I began my professional life as an academic. I started a PhD program in sociology, fully expecting to get my doctorate, compete for a tenure-track position, and get a cushy job somewhere down the road. Long story short, that particular PhD program turned out to be a really bad fit for my research interests and my psychological health, so I left after I received an MA.
After a few years teaching college-level sociology, I embarked on the entrepreneurial path, and I’ll never go back because I have seen that the entrepreneurial mindset encourages broad horizons, opportunity, and world changing.
How does an entrepreneur think differently?
An entrepreneur:
- seeks the intersection between what he is most passionate about and what is most helpful to the “market” (aka people in the world).
- pursues her passion relentlessly – even if she has to start her business on the margins of a full-time job and family, she will rise early and stay up late, working toward a vision that exists only in her mind.
- connects with other entrepreneurs with similar passions, fully believing that together they can have a more substantial impact than separately.
- reaches out to his audience or clients or market, seeking to communicate her message directly to them.
- sees opportunity where others don’t – she knows the pain points of her audience or client or market so well that she intuitively knows what would help them the most.
- desires first and foremost to help others and is happy to receive value in return.
How would an academic entrepreneur think differently?
An academic entrepreneur:
- Rather than seeking the intersection of his interests and the department’s interests, he would seek to combine his research topic with what would be most helpful to the people affected by his research.

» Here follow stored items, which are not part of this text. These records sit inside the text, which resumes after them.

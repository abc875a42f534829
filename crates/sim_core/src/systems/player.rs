//! Player controller: dash, combo attacks with buffering, movement.

use crate::combat::{AttackMoveTask, SweepTask};
use crate::dash::DashTask;
use crate::events::FxEvent;
use crate::movement;
use crate::state::{MotionTask, SimState};
use collision_core::{Collider, LayerMask, SceneView};
use glam::{Vec2, Vec3};

/// One tick of player intent, already mapped from whatever input device the
/// embedder has onto a world-space move direction and action flags.
#[derive(Copy, Clone, Debug, Default)]
pub struct PlayerInput {
    /// World-space XZ direction; not necessarily normalized.
    pub move_dir: Vec2,
    pub attack: bool,
    pub dash: bool,
}

impl PlayerInput {
    pub fn idle() -> Self {
        Self::default()
    }

    pub fn walk(dir: Vec2) -> Self {
        Self { move_dir: dir, ..Self::default() }
    }

    pub fn attack() -> Self {
        Self { attack: true, ..Self::default() }
    }

    pub fn dash(dir: Vec2) -> Self {
        Self { move_dir: dir, dash: true, ..Self::default() }
    }
}

pub fn control(state: &mut SimState, proxies: &[Collider], input: &PlayerInput, dt: f32) {
    let Some(pid) = state.player else {
        return;
    };
    let Some(p) = state.entities.get(pid) else {
        return;
    };
    if p.dead {
        return;
    }
    let wish = Vec3::new(input.move_dir.x, 0.0, input.move_dir.y).normalize_or_zero();

    // Dash preempts everything else this tick.
    if input.dash && p.ordinary_movement && p.dash_cooldown.ready() {
        let view = SceneView { statics: &state.scene, dynamics: proxies };
        let started = DashTask::begin(&view, p, &state.dash_cfg, wish);
        if let Some(task) = started {
            if let Some(e) = state.entities.get_mut(pid) {
                e.ordinary_movement = false;
                // Invulnerable for the whole dash.
                e.damageable = false;
                if wish != Vec3::ZERO {
                    e.yaw = wish.x.atan2(wish.z);
                }
            }
            state.motion.insert(pid, MotionTask::Dash(task));
            state.fx.push(FxEvent::DashStarted { entity: pid });
            return;
        }
    }

    // Attack, either pressed now or buffered during the previous swing.
    if input.attack || state.attack_buffer {
        let ready = state
            .entities
            .get(pid)
            .is_some_and(|e| e.ordinary_movement && e.attack_cooldown.ready());
        if ready {
            state.attack_buffer = false;
            let idx = state.combo.advance(&state.attacks.player, state.time_s);
            let spec = state.attacks.player[idx].clone();
            if let Some(e) = state.entities.get_mut(pid) {
                e.attack_cooldown.reset(spec.cooldown_s);
                e.ordinary_movement = false;
                // The swing faces the stick direction, instantly.
                if wish != Vec3::ZERO {
                    e.yaw = wish.x.atan2(wish.z);
                }
            }
            state
                .sweeps
                .push(SweepTask::new(pid, spec.clone(), LayerMask::ENEMY));
            state
                .motion
                .insert(pid, MotionTask::AttackMove(AttackMoveTask::new(&spec)));
            state.fx.push(FxEvent::AttackStarted { entity: pid, combo_index: idx });
            return;
        } else if input.attack {
            state.attack_buffer = true;
        }
    }

    let view = SceneView { statics: &state.scene, dynamics: proxies };
    if let Some(e) = state.entities.get_mut(pid) {
        // Gated internally while a motion task owns movement.
        movement::apply(&view, e, wish, dt);
    }
}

You’re studying poverty in the US? If you were an academic entrepreneur, you’d line up your research with what helps the US poor the most, not what your department chair or the editor of the journal wants to read.
- Rather than competing with colleagues and forming political alliances within the department, the academic entrepreneur sees that there is enough to go around. She sees opportunity, where others see only competition. She believes in plenty, when others see only scarcity.

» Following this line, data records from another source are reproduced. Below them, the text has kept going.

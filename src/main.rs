//! Headless scenario harness.
//!
//! Loads a scenario, runs the sim at a fixed 60 Hz with a tiny autopilot on
//! the player, and stops on the first scene transition (victory, game over)
//! or at the tick cap. Useful as a soak test and as a worked example of
//! embedding `sim_core`.
//!
//! Usage: `hollowvale [scenario.toml] [max_ticks]`

use anyhow::{Context, Result};
use collision_core::Region;
use glam::Vec2;
use sim_core::{
    step, EntityKind, PlayerInput, SimConfig, SimState, SCENE_GAME_OVER, SCENE_VICTORY,
};

const DT: f32 = 1.0 / 60.0;
const DEFAULT_TICKS: u64 = 3600;

fn main() -> Result<()> {
    tracing_subscriber::fmt()
        .with_env_filter(
            tracing_subscriber::EnvFilter::try_from_default_env()
                .unwrap_or_else(|_| tracing_subscriber::EnvFilter::new("info")),
        )
        .init();

    let mut args = std::env::args().skip(1);
    let scenario_name = args.next().unwrap_or_else(|| "arena.toml".to_string());
    let max_ticks: u64 = match args.next() {
        Some(s) => s.parse().context("max_ticks must be an integer")?,
        None => DEFAULT_TICKS,
    };

    let cfg = SimConfig::load().context("load config")?;
    let scenario =
        data_runtime::scenario::load_scenario(&scenario_name).context("load scenario")?;
    let mut state = SimState::new(&scenario, &cfg);

    let mut outcome = "tick cap reached";
    for _ in 0..max_ticks {
        let input = autopilot(&state);
        step(&mut state, &input, DT);
        for fx in state.drain_fx() {
            log::debug!("fx: {fx:?}");
        }
        let requests = state.drain_scene_requests();
        if let Some(req) = requests.first() {
            outcome = match req.target {
                t if t == SCENE_VICTORY => "victory",
                t if t == SCENE_GAME_OVER => "game over",
                _ => "scene transition",
            };
            break;
        }
    }

    let player_hp = state
        .player
        .and_then(|id| state.entities.get(id))
        .map(|p| p.hp.hp)
        .unwrap_or(0);
    let enemies_left = state
        .entities
        .iter()
        .filter(|e| e.kind == EntityKind::Enemy && !e.dead)
        .count();
    log::info!(
        "'{}' finished: {} after {} ticks ({:.1} s); player hp {}, {} enemies left",
        scenario.name,
        outcome,
        state.tick,
        state.time_s,
        player_hp,
        enemies_left
    );
    Ok(())
}

/// Walks toward the goal, swinging at any enemy that gets close. Just enough
/// brain to exercise every system from the command line.
fn autopilot(state: &SimState) -> PlayerInput {
    let Some(p) = state.player.and_then(|id| state.entities.get(id)) else {
        return PlayerInput::idle();
    };
    let nearest = state
        .entities
        .iter()
        .filter(|e| e.kind == EntityKind::Enemy && !e.dead)
        .min_by(|a, b| {
            a.pos
                .distance_squared(p.pos)
                .total_cmp(&b.pos.distance_squared(p.pos))
        });
    if let Some(e) = nearest {
        let d = e.pos - p.pos;
        if d.length() < 2.0 {
            return PlayerInput {
                move_dir: Vec2::new(d.x, d.z),
                attack: true,
                dash: false,
            };
        }
    }
    let target = match state.goal {
        Some(Region::Box { center, .. }) | Some(Region::Sphere { center, .. }) => center,
        None => p.pos,
    };
    let d = target - p.pos;
    if d.length() < 0.5 {
        PlayerInput::idle()
    } else {
        PlayerInput::walk(Vec2::new(d.x, d.z))
    }
}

- Instead of hiding behind jargon-filled papers and objectivity, the academic entrepreneur reaches out to the people he’s studying, seeking to communicate directly to them and to anyone else who is interested in helping them. Let’s say, again, that you’re studying the US poor. The academic entrepreneur is part activist, actively telling the story of the US poor in irresistible words, in YouTube videos, in blog posts, in Podcasts – seeking to talk directly to them and to anyone who would help them.

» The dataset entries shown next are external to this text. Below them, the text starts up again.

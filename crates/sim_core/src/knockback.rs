//! Knockback: decaying forced displacement with re-grounding each step.

use crate::entity::Entity;
use crate::movement::{self, resolve_grounded};
use collision_core::QueryWorld;
use glam::Vec3;

/// A running knockback. The direction is re-resolved against the terrain
/// every step; the magnitude decays multiplicatively and reaches exactly
/// zero when the duration elapses.
#[derive(Clone, Debug)]
pub struct KnockbackTask {
    dir: Vec3,
    force: f32,
    duration_s: f32,
    elapsed_s: f32,
}

impl KnockbackTask {
    /// `impulse` is direction times force. Zero impulse or non-positive
    /// duration produces no task at all.
    pub fn new(impulse: Vec3, duration_s: f32) -> Option<Self> {
        let force = impulse.length();
        if force <= 1e-6 || duration_s <= 0.0 {
            return None;
        }
        Some(Self {
            dir: impulse / force,
            force,
            duration_s,
            elapsed_s: 0.0,
        })
    }

    pub fn force(&self) -> f32 {
        self.force
    }

    /// Advances one step. Returns true when the knockback has run its course.
    pub fn tick(&mut self, world: &impl QueryWorld, e: &mut Entity, dt: f32) -> bool {
        // Re-ground the push direction. Once it collapses to zero it stays
        // zero; the decay clock keeps running regardless.
        if self.dir != Vec3::ZERO {
            self.dir = resolve_grounded(world, &e.ground, e.pos, self.dir).direction();
        }
        e.pos += self.dir * self.force * dt;
        movement::settle(world, e);
        self.elapsed_s = (self.elapsed_s + dt).min(self.duration_s);
        self.force *= (1.0 - self.elapsed_s / self.duration_s).max(0.0);
        self.elapsed_s >= self.duration_s
    }
}

#[cfg(test)]
mod tests {
    use super::*;
    use crate::entity::EntityKind;
    use collision_core::StaticScene;
    use glam::Vec2;

    fn open_field() -> StaticScene {
        let mut s = StaticScene::new();
        s.add_ground_slab(Vec2::splat(-50.0), Vec2::splat(50.0), 0.0);
        s
    }

    fn target(pos: Vec3) -> Entity {
        let mut e = Entity::stub(1, EntityKind::Enemy, pos);
        e.ordinary_movement = false;
        e
    }

    #[test]
    fn zero_impulse_spawns_nothing() {
        assert!(KnockbackTask::new(Vec3::ZERO, 0.2).is_none());
        assert!(KnockbackTask::new(Vec3::Z * 8.0, 0.0).is_none());
    }

    #[test]
    fn force_decays_monotonically_to_exact_zero() {
        let s = open_field();
        let mut e = target(Vec3::ZERO);
        let mut kb = KnockbackTask::new(Vec3::Z * 10.0, 0.2).expect("task");
        let dt = 0.05;
        let mut prev = kb.force();
        let mut done = false;
        for _ in 0..4 {
            done = kb.tick(&s, &mut e, dt);
            assert!(kb.force() < prev || kb.force() == 0.0);
            prev = kb.force();
        }
        assert!(done);
        assert_eq!(kb.force(), 0.0);
        assert!(e.pos.z > 0.0);
    }

    #[test]
    fn displacement_shrinks_each_step() {
        let s = open_field();
        let mut e = target(Vec3::ZERO);
        let mut kb = KnockbackTask::new(Vec3::Z * 10.0, 0.4).expect("task");
        let dt = 0.1;
        let mut last = f32::MAX;
        for _ in 0..4 {
            let z0 = e.pos.z;
            kb.tick(&s, &mut e, dt);
            let step = e.pos.z - z0;
            assert!(step < last);
            last = step;
        }
    }

    #[test]
    fn blocked_direction_collapses_and_never_recovers() {
        // Tiny island: the push direction cannot be grounded anywhere, so the
        // entity must not move even though the timer keeps running.
        let mut s = StaticScene::new();
        s.add_ground_slab(Vec2::splat(-0.4), Vec2::splat(0.4), 0.0);
        let mut e = target(Vec3::ZERO);
        let mut kb = KnockbackTask::new(Vec3::Z * 20.0, 0.3).expect("task");
        let mut done = false;
        for _ in 0..6 {
            done = kb.tick(&s, &mut e, 0.05);
        }
        assert!(done);
        assert_eq!(e.pos.x, 0.0);
        assert_eq!(e.pos.z, 0.0);
    }
}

- Rather than hoping for a cushy tenure-track job, the academic entrepreneur pursues change in the world on a massive scale. She knows that if she consistently causes a stir, opens up people’s eyes, and genuinely helps others, there will be more than enough reward for her – somehow – monetarily or otherwise, and that is the real dream.
If you began to think like an academic entrepreneur, here are some things you could achieve:
(I believe these to be possible with my entire being.)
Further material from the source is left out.